Researchers are using machine learning to make printing materials that are stronger and tougher, according to a recently published paper. The new materials could have applications that range from industrial to hobbyist 3D printing such as packaging tailored for specific electronics, customized personal protective equipment, or even designer furniture, Keith A. Brown, an engineering professor at Boston University who was among the researchers conducting the study, told Lifewire in an email interview. “Our goal is to learn how to 3D print high-performance mechanical components,” he added. “These can have applications that range from industrial to hobbyist 3D printing such as packaging tailored for specific electronics, customized personal protective equipment, or even designer furniture.”

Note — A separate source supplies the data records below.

/* Pipe bytes between two transports. Used to sit between an RS-485
 * controller and a subordinate device and log the conversation. */

use anyhow::{Context, Result};
use clap::Args;
use std::sync::Arc;
use std::time::Duration;
use tokio::sync::watch;
use tracing::{info, warn};

use crate::transport::{DeviceType, Port, PortOptions};

#[derive(Args, Debug)]
pub struct ForwardArgs {
    /// Serial port of the RS485 controller.
    #[arg(long = "controller-port", required = true)]
    pub controller: String,

    /// A subordinate device in the RS485 bus.
    #[arg(long = "subordinate-port", required = true)]
    pub subordinate: String,

    /// Baud rate.
    #[arg(long, short = 'B', default_value_t = 9600)]
    pub baud_rate: u32,

    /// Device type.
    #[arg(long, short = 'T', default_value = "serial")]
    pub device_type: DeviceType,
}

pub async fn run(args: ForwardArgs, mut shutdown: watch::Receiver<bool>) -> Result<()> {
    let controller = Arc::new(
        Port::open(PortOptions::new(
            &args.controller,
            args.device_type,
            args.baud_rate,
        ))
        .await
        .with_context(|| format!("opening {}", args.controller))?,
    );
    let subordinate = Arc::new(
        Port::open(PortOptions::new(
            &args.subordinate,
            args.device_type,
            args.baud_rate,
        ))
        .await
        .with_context(|| format!("opening {}", args.subordinate))?,
    );
    info!(
        controller = args.controller,
        subordinate = args.subordinate,
        "forwarding"
    );

    let c2s = tokio::spawn(pipe(
        Arc::clone(&controller),
        Arc::clone(&subordinate),
        args.controller.clone(),
    ));
    let s2c = tokio::spawn(pipe(
        Arc::clone(&subordinate),
        Arc::clone(&controller),
        args.subordinate.clone(),
    ));

    let _ = shutdown.changed().await;
    c2s.abort();
    s2c.abort();
    controller.close().await;
    subordinate.close().await;
    Ok(())
}

async fn pipe(from: Arc<Port>, to: Arc<Port>, from_name: String) {
    let mut buf = [0u8; 128];
    loop {
        let data = match from.read(&mut buf).await {
            Ok(n) => &buf[..n],
            Err(e) => {
                warn!(device = %from_name, error = %e, "error reading");
                if let Err(e) = from.reopen_with_backoff().await {
                    warn!(error = %e, "error reopening");
                }
                tokio::time::sleep(Duration::from_millis(500)).await;
                continue;
            }
        };
        info!("{}: {} {}", from_name, data.len(), hex::encode(data));
        if let Err(e) = to.write_all(data).await {
            warn!(error = %e, "error writing");
            if let Err(e) = to.reopen_with_backoff().await {
                warn!(error = %e, "error reopening");
            }
            tokio::time::sleep(Duration::from_millis(500)).await;
        }
    }
}
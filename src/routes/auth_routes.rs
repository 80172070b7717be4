use axum::{
    extract::State,
    routing::{get, post},
    Extension, Json, Router,
};
use crate::controllers::auth_controller::AuthController;
use crate::dto::api_response::ApiResponse;
use crate::dto::auth_dto::{
    LoginRequest, LoginResponse, ResetChallengeResponse, ResetPasswordRequest, SignupRequest,
};
use crate::middleware::auth::{auth_middleware, AuthenticatedUser};
use crate::models::user::UserResponse;
use crate::state::AppState;
use crate::utils::errors::AppError;

pub fn create_auth_router(state: AppState) -> Router<AppState> {
    let protected = Router::new()
        .route("/logout", post(logout))
        .route_layer(axum::middleware::from_fn_with_state(state, auth_middleware));

    Router::new()
        .route("/signup", post(signup))
        .route("/login", post(login))
        .route("/reset/challenge", get(reset_challenge))
        .route("/reset", post(reset_password))
        .merge(protected)
}

async fn signup(
    State(state): State<AppState>,
    Json(request): Json<SignupRequest>,
) -> Result<Json<ApiResponse<UserResponse>>, AppError> {
    let controller = AuthController::new(state);
    let response = controller.signup(request).await?;
    Ok(Json(response))
}

async fn login(
    State(state): State<AppState>,
    Json(request): Json<LoginRequest>,
) -> Result<Json<LoginResponse>, AppError> {
    let controller = AuthController::new(state);
    let response = controller.login(request).await?;
    Ok(Json(response))
}

async fn logout(
    State(state): State<AppState>,
    Extension(user): Extension<AuthenticatedUser>,
) -> Result<Json<ApiResponse<()>>, AppError> {
    let controller = AuthController::new(state);
    let response = controller.logout(&user).await?;
    Ok(Json(response))
}

async fn reset_challenge(State(state): State<AppState>) -> Json<ResetChallengeResponse> {
    let controller = AuthController::new(state);
    Json(controller.reset_challenge().await)
}

async fn reset_password(
    State(state): State<AppState>,
    Json(request): Json<ResetPasswordRequest>,
) -> Result<Json<ApiResponse<()>>, AppError> {
    let controller = AuthController::new(state);
    let response = controller.reset_password(request).await?;
    Ok(Json(response))
}
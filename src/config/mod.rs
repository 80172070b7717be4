//! Configuración del proyecto
//!
//! Este módulo contiene la configuración de base de datos y las variables
//! de entorno del servicio.

pub mod database;
pub mod environment;

pub use database::DatabaseConfig;
pub use environment::EnvironmentConfig;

In the system that Brown’s team developed, an algorithm performs most of the discovery process to find new printing materials. “Our approach is to combine automated manufacturing and testing with machine learning to rapidly and efficiently identify high-performing components,” Brown said. “In essence, we have an autonomous robot that is studying these mechanical systems under our supervision.” A human selects a few ingredients, inputs details on their chemical compositions into the algorithm, and defines the new material’s mechanical properties. The algorithm then increases or decreases the amounts of those components and checks how each formula affects the material’s properties before arriving at the ideal combination. The researchers used the system to improve a new 3D printing ink that hardens when exposed to ultraviolet light, according to the paper. They identified six chemicals to use in the formulations and set the algorithm’s objective to uncover the best-performing material for toughness, stiffness, and strength. Without AI, optimizing these three properties would be tricky because they can work at cross purposes. For example, the strongest material may not be the stiffest.  “Brute force exploration might allow the exploration of 100 or so materials,” Joshua Agar, a professor at Lehigh University who uses machine learning to discover new materials, told Lifewire in an email interview. “AI and automated experiments can enable millions of samples to be searched.” A human chemist typically would try to maximize one property at a time, resulting in many experiments and a lot of waste. But the AI was able to do it far quicker than a human.  “Using AI in 3D printing allows [it to perform] hundreds of repetitions with the desired characteristics in the same timeframe of a chemist performing one or two,” Alessio Lorusso, CEO of Roboze, a company that uses AI to develop materials, told Lifewire in an email interview. He was not involved in the MIT research. “This is obviously a remarkable time and cost-cutting technology.”

The Future May Be Printed

The discovery process for printing materials could be made even faster with more automation, Mike Foshey, an MIT professor and co-lead author of the paper, said in a news release. Researchers mixed and tested each sample by hand, but robots could operate the dispensing and mixing systems in future system versions. Eventually, the researchers plan to test the AI process for uses beyond developing new 3D printing inks. “This has broad applications across materials science in general,” Foshey said. “For instance, if you wanted to design new types of batteries that were higher efficiency and lower cost, you could use a system like this to do it. Or, if you wanted to optimize paint for a car that performed well and was environmentally friendly, this system could do that, too.”  The possibilities for AI-driven materials are “endless” once the algorithm is developed and the machine has enough data to start applying it accurately, Lorusso said.  “We believe that it is useful to find new materials because the performances achieved today by super polymers and composites offer the possibility of producing end-use parts,” he added. “They could replace metals and create a circular economy model, where the raw material continues to regenerate itself through constant recycling.”